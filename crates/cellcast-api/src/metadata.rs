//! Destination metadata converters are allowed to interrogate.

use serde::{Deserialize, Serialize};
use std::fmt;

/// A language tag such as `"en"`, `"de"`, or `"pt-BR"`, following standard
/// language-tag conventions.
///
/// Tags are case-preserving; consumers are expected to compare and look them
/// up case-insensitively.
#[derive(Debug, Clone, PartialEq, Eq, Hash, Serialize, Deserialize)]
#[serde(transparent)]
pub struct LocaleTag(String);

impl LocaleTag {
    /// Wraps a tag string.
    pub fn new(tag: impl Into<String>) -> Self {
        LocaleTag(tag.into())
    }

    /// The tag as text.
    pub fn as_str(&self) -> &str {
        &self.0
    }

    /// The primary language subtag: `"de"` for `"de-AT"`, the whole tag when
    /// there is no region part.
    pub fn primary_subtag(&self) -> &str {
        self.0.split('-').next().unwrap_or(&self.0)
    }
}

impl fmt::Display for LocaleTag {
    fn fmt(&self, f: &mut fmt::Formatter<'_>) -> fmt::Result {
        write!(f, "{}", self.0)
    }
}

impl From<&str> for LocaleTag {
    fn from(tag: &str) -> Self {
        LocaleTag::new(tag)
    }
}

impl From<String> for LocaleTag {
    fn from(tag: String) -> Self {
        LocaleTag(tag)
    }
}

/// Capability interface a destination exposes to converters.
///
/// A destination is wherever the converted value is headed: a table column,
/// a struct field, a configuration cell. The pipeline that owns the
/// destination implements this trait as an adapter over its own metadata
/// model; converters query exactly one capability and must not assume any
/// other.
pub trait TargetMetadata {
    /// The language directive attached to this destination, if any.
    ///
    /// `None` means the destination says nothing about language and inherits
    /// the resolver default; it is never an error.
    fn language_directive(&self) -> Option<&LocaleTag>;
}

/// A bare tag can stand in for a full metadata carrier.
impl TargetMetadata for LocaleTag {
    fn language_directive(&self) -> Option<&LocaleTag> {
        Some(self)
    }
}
————
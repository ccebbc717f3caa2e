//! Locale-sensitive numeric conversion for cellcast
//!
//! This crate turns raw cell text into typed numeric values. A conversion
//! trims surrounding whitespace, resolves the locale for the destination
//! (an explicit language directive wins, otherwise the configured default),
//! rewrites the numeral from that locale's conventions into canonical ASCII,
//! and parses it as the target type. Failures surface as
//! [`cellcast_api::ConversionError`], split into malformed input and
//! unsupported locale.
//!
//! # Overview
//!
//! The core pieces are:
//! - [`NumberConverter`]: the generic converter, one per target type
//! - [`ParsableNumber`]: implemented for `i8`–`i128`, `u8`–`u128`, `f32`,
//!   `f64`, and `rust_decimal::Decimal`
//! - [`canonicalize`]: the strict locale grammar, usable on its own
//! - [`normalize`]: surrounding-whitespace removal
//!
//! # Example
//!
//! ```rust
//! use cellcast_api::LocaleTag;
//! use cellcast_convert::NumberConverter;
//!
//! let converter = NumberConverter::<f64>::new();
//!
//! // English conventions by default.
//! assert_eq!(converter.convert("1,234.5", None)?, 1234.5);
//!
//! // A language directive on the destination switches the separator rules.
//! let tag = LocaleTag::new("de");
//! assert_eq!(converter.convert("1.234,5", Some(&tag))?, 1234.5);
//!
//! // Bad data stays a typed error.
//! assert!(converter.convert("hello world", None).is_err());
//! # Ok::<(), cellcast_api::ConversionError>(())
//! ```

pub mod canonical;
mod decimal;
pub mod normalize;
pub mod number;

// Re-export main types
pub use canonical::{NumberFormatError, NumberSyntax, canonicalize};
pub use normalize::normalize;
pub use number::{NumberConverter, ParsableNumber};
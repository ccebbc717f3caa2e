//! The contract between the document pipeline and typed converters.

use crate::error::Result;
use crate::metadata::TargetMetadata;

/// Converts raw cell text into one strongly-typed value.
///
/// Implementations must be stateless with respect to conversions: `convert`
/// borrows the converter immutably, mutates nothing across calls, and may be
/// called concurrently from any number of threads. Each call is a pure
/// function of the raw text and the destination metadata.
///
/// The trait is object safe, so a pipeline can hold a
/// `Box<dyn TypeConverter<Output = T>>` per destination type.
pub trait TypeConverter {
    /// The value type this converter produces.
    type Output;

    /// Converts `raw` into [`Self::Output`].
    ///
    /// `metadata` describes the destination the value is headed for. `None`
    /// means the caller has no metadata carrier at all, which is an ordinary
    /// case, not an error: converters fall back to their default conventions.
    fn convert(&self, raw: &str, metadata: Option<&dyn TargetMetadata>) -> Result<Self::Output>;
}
————
• TASK DETAILS:
Return every line of the records in which the word "headed" is found.

• REPLY TO THE TASK:
/// A destination is wherever the converted value is headed: a table column,
    /// `metadata` describes the destination the value is headed for. `None`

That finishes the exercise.